[Saved data entries]
· · ·
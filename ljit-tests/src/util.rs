use std::{path::Path, fs::{DirEntry, FileType}};

pub(crate) fn read_file(path: &Path) -> String {
    std::fs::read_to_string(path).unwrap_or_else(|e| {
        panic!("failed to read {}: {}", path.display(), e);
    })
}

pub(crate) fn extension(path: &Path) -> Option<&str> {
    path.extension().and_then(|e| e.to_str())
}

/// Entries of `path`, sorted by name so that runs are reproducible.
pub(crate) fn read_dir(path: &Path) -> Vec<(FileType, DirEntry)> {
    let mut entries = Vec::new();
    let iter = std::fs::read_dir(path).unwrap_or_else(|e| {
        panic!("failed to read {}: {}", path.display(), e);
    });
    for entry in iter {
        match entry {
            Ok(entry) => {
                let ty = match entry.file_type() {
                    Ok(ty) => ty,
                    Err(e) => panic!("failed to read {}: {}", entry.path().display(), e),
                };
                entries.push((ty, entry));
            }
            Err(e) => panic!("failed to read {}: {}", path.display(), e),
        }
    }
    entries.sort_by_key(|(_, entry)| entry.file_name());
    entries
}
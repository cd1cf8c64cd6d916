pub mod ast;
pub mod env;
pub mod object;
mod print;
pub mod reader;

pub use crate::ast::{Arena, Node, PairId, SymbolId};
pub use crate::env::Env;
pub use crate::print::NodeDisplay;
pub use crate::reader::{read, ReadError, Reader};
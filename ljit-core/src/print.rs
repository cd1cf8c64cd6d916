use std::fmt;
use crate::{Arena, Node};

pub struct NodeDisplay<'a> {
    arena: &'a Arena,
    node: Node,
}

impl Arena {
    pub fn display(&self, node: Node) -> NodeDisplay<'_> {
        NodeDisplay { arena: self, node }
    }
}

impl fmt::Display for NodeDisplay<'_> {
    fn fmt(&self, f: &mut fmt::Formatter<'_>) -> fmt::Result {
        match self.node {
            Node::Integer(value) => write!(f, "{}", value),
            Node::Char(value) => write!(f, "'{}'", value as char),
            Node::Bool(true) => f.write_str("#t"),
            Node::Bool(false) => f.write_str("#f"),
            Node::Nil => f.write_str("()"),
            Node::Error => f.write_str("#<error>"),
            Node::Symbol(_) => f.write_str(self.arena.symbol_name(self.node)),
            Node::Pair(_) => {
                f.write_str("(")?;
                let mut rest = self.node;
                let mut first = true;
                while rest.is_pair() {
                    if !first {
                        f.write_str(" ")?;
                    }
                    first = false;
                    write!(f, "{}", self.arena.display(self.arena.car(rest)))?;
                    rest = self.arena.cdr(rest);
                }
                if rest != Node::Nil {
                    write!(f, " . {}", self.arena.display(rest))?;
                }
                f.write_str(")")
            }
        }
    }
}

#[cfg(test)]
mod tests {
    use super::*;

    fn show(arena: &Arena, node: Node) -> String {
        arena.display(node).to_string()
    }

    #[test]
    fn immediates() {
        let arena = Arena::new();
        assert_eq!(show(&arena, Node::Integer(-13)), "-13");
        assert_eq!(show(&arena, Node::Char(b'a')), "'a'");
        assert_eq!(show(&arena, Node::Bool(true)), "#t");
        assert_eq!(show(&arena, Node::Bool(false)), "#f");
        assert_eq!(show(&arena, Node::Nil), "()");
        assert_eq!(show(&arena, Node::Error), "#<error>");
    }

    #[test]
    fn lists() {
        let mut arena = Arena::new();
        let plus = arena.symbol("+", None);
        let inner = arena.list(&[Node::Integer(2), Node::Integer(3)]);
        let list = arena.list(&[plus, Node::Integer(1), inner]);
        assert_eq!(show(&arena, list), "(+ 1 (2 3))");
    }

    #[test]
    fn improper_tail() {
        let mut arena = Arena::new();
        let tail = arena.cons(Node::Integer(2), Node::Integer(3));
        let pair = arena.cons(Node::Integer(1), tail);
        assert_eq!(show(&arena, pair), "(1 2 . 3)");
    }
}
//! Word-level encoding shared by the reader, the code generator and the
//! values compiled code returns.
//!
//! ```text
//! integer  ...nnnnnnnn00        (shift 2)
//! char     ...cccccccc00001111  (shift 8)
//! bool     ...b0011111          (payload bit 7)
//! nil      00101111
//! error    00111111
//! pair     ...aaaa001           (16-byte cell: car, cdr)
//! symbol   ...aaaa101
//! ```

pub const WORD_SIZE: i32 = 8;
pub const BITS_PER_WORD: u32 = 64;

pub const INTEGER_TAG: u64 = 0x0;
pub const INTEGER_TAG_MASK: u64 = 0x3;
pub const INTEGER_SHIFT: u32 = 2;
pub const INTEGER_BITS: u32 = BITS_PER_WORD - INTEGER_SHIFT;
pub const INTEGER_MAX: i64 = (1 << (INTEGER_BITS - 1)) - 1;
pub const INTEGER_MIN: i64 = -(1 << (INTEGER_BITS - 1));

pub const IMMEDIATE_TAG_MASK: u64 = 0x3f;

pub const CHAR_TAG: u64 = 0x0f;
pub const CHAR_MASK: u64 = 0xff;
pub const CHAR_SHIFT: u32 = 8;

pub const BOOL_TAG: u64 = 0x1f;
pub const BOOL_MASK: u64 = 0x80;
pub const BOOL_SHIFT: u32 = 7;

pub const NIL: u64 = 0x2f;
pub const ERROR: u64 = 0x3f;

pub const PAIR_TAG: u64 = 0x1;
pub const SYMBOL_TAG: u64 = 0x5;
pub const HEAP_TAG_MASK: u64 = 0x7;
pub const HEAP_PTR_MASK: u64 = !HEAP_TAG_MASK;

pub const CAR_OFFSET: i32 = 0;
pub const CDR_OFFSET: i32 = CAR_OFFSET + WORD_SIZE;
pub const PAIR_SIZE: i32 = CDR_OFFSET + WORD_SIZE;

pub fn try_encode_integer(value: i64) -> Option<u64> {
    if (INTEGER_MIN..=INTEGER_MAX).contains(&value) {
        Some((value << INTEGER_SHIFT) as u64)
    } else {
        None
    }
}

pub fn encode_integer(value: i64) -> u64 {
    match try_encode_integer(value) {
        Some(word) => word,
        None => panic!("integer {} does not fit in {} bits", value, INTEGER_BITS),
    }
}

pub fn decode_integer(word: u64) -> i64 {
    (word as i64) >> INTEGER_SHIFT
}

pub fn is_integer(word: u64) -> bool {
    word & INTEGER_TAG_MASK == INTEGER_TAG
}

pub fn encode_char(value: u8) -> u64 {
    ((value as u64) << CHAR_SHIFT) | CHAR_TAG
}

pub fn decode_char(word: u64) -> u8 {
    ((word >> CHAR_SHIFT) & CHAR_MASK) as u8
}

pub fn is_char(word: u64) -> bool {
    word & IMMEDIATE_TAG_MASK == CHAR_TAG
}

pub fn encode_bool(value: bool) -> u64 {
    ((value as u64) << BOOL_SHIFT) | BOOL_TAG
}

pub fn decode_bool(word: u64) -> bool {
    word & BOOL_MASK != 0
}

pub fn is_bool(word: u64) -> bool {
    word & IMMEDIATE_TAG_MASK == BOOL_TAG
}

pub const TRUE: u64 = BOOL_TAG | BOOL_MASK;
pub const FALSE: u64 = BOOL_TAG;

pub fn is_nil(word: u64) -> bool {
    word == NIL
}

pub fn is_error(word: u64) -> bool {
    word == ERROR
}

/// Integers end in `00` and every other immediate ends in `11`.
pub fn is_heap_object(word: u64) -> bool {
    word & 0b11 == 0b01
}

pub fn is_pair(word: u64) -> bool {
    word & HEAP_TAG_MASK == PAIR_TAG
}

pub fn is_symbol(word: u64) -> bool {
    word & HEAP_TAG_MASK == SYMBOL_TAG
}

pub fn address(word: u64) -> u64 {
    word & HEAP_PTR_MASK
}

/// Reads the car of a pair word.
///
/// # Safety
///
/// `word` must be a pair whose masked address points at a live, readable
/// two-word cell.
pub unsafe fn pair_car(word: u64) -> u64 {
    assert!(is_pair(word), "{:#x} is not a pair", word);
    (address(word) as *const u64).read()
}

/// # Safety
///
/// Same as [`pair_car`].
pub unsafe fn pair_cdr(word: u64) -> u64 {
    assert!(is_pair(word), "{:#x} is not a pair", word);
    (address(word) as *const u64).add(1).read()
}

/// # Safety
///
/// `word` must be a pair whose masked address points at a live, writable
/// two-word cell.
pub unsafe fn set_pair_car(word: u64, value: u64) {
    assert!(is_pair(word), "{:#x} is not a pair", word);
    (address(word) as *mut u64).write(value)
}

/// # Safety
///
/// Same as [`set_pair_car`].
pub unsafe fn set_pair_cdr(word: u64, value: u64) {
    assert!(is_pair(word), "{:#x} is not a pair", word);
    (address(word) as *mut u64).add(1).write(value)
}

#[cfg(test)]
mod tests {
    use super::*;
    use proptest::prelude::*;

    fn kinds(word: u64) -> Vec<&'static str> {
        let checks: [(&str, fn(u64) -> bool); 6] = [
            ("integer", is_integer),
            ("char", is_char),
            ("bool", is_bool),
            ("nil", is_nil),
            ("error", is_error),
            ("heap", is_heap_object),
        ];
        checks.iter().filter(|(_, check)| check(word)).map(|(name, _)| *name).collect()
    }

    #[test]
    fn known_encodings() {
        assert_eq!(encode_integer(123), 0x1ec);
        assert_eq!(encode_integer(-123) as i64, -492);
        assert_eq!(encode_char(b'a'), 0x610f);
        assert_eq!(encode_bool(true), 0x9f);
        assert_eq!(encode_bool(false), 0x1f);
        assert_eq!(TRUE, 0x9f);
        assert_eq!(FALSE, 0x1f);
    }

    #[test]
    fn integer_range_is_inclusive() {
        assert_eq!(decode_integer(encode_integer(INTEGER_MAX)), INTEGER_MAX);
        assert_eq!(decode_integer(encode_integer(INTEGER_MIN)), INTEGER_MIN);
        assert_eq!(try_encode_integer(INTEGER_MAX + 1), None);
        assert_eq!(try_encode_integer(INTEGER_MIN - 1), None);
    }

    #[test]
    #[should_panic(expected = "does not fit")]
    fn encoding_too_large_integer_panics() {
        encode_integer(i64::MAX);
    }

    #[test]
    fn sentinels_are_single_kind() {
        assert_eq!(kinds(NIL), ["nil"]);
        assert_eq!(kinds(ERROR), ["error"]);
        assert_eq!(kinds(TRUE), ["bool"]);
        assert_eq!(kinds(FALSE), ["bool"]);
    }

    #[test]
    fn heap_tags() {
        let cell = [encode_integer(1), encode_integer(2)];
        let word = cell.as_ptr() as u64 | PAIR_TAG;
        assert!(is_pair(word));
        assert!(!is_symbol(word));
        assert_eq!(kinds(word), ["heap"]);
        assert_eq!(address(word), cell.as_ptr() as u64);
        assert_eq!(unsafe { pair_car(word) }, encode_integer(1));
        assert_eq!(unsafe { pair_cdr(word) }, encode_integer(2));
        assert!(is_symbol(0x1000 | SYMBOL_TAG));
        assert_eq!(kinds(0x1000 | SYMBOL_TAG), ["heap"]);
    }

    #[test]
    fn pair_setters_write_through_the_address() {
        let mut cell = [0u64; 2];
        let word = cell.as_mut_ptr() as u64 | PAIR_TAG;
        unsafe {
            set_pair_car(word, encode_char(b'x'));
            set_pair_cdr(word, NIL);
        }
        assert_eq!(cell, [encode_char(b'x'), NIL]);
    }

    proptest! {
        #[test]
        fn integer_round_trip(n in INTEGER_MIN..=INTEGER_MAX) {
            let word = encode_integer(n);
            prop_assert_eq!(decode_integer(word), n);
            prop_assert_eq!(kinds(word), vec!["integer"]);
        }

        #[test]
        fn char_round_trip(c in any::<u8>()) {
            let word = encode_char(c);
            prop_assert_eq!(decode_char(word), c);
            prop_assert_eq!(kinds(word), vec!["char"]);
        }

        #[test]
        fn bool_round_trip(b in any::<bool>()) {
            let word = encode_bool(b);
            prop_assert_eq!(decode_bool(word), b);
            prop_assert_eq!(kinds(word), vec!["bool"]);
        }
    }
}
· · ·
■ **WHAT IS EXPECTED**:
Look through the data above for the word "crate". Report each line where it occurs.

■ **TASK SOLUTION**:
pub(crate) fn read_file(path: &Path) -> String {
pub(crate) fn extension(path: &Path) -> Option<&str> {
pub(crate) fn read_dir(path: &Path) -> Vec<(FileType, DirEntry)> {
pub use crate::ast::{Arena, Node, PairId, SymbolId};
pub use crate::env::Env;
pub use crate::print::NodeDisplay;
pub use crate::reader::{read, ReadError, Reader};
use crate::{Arena, Node};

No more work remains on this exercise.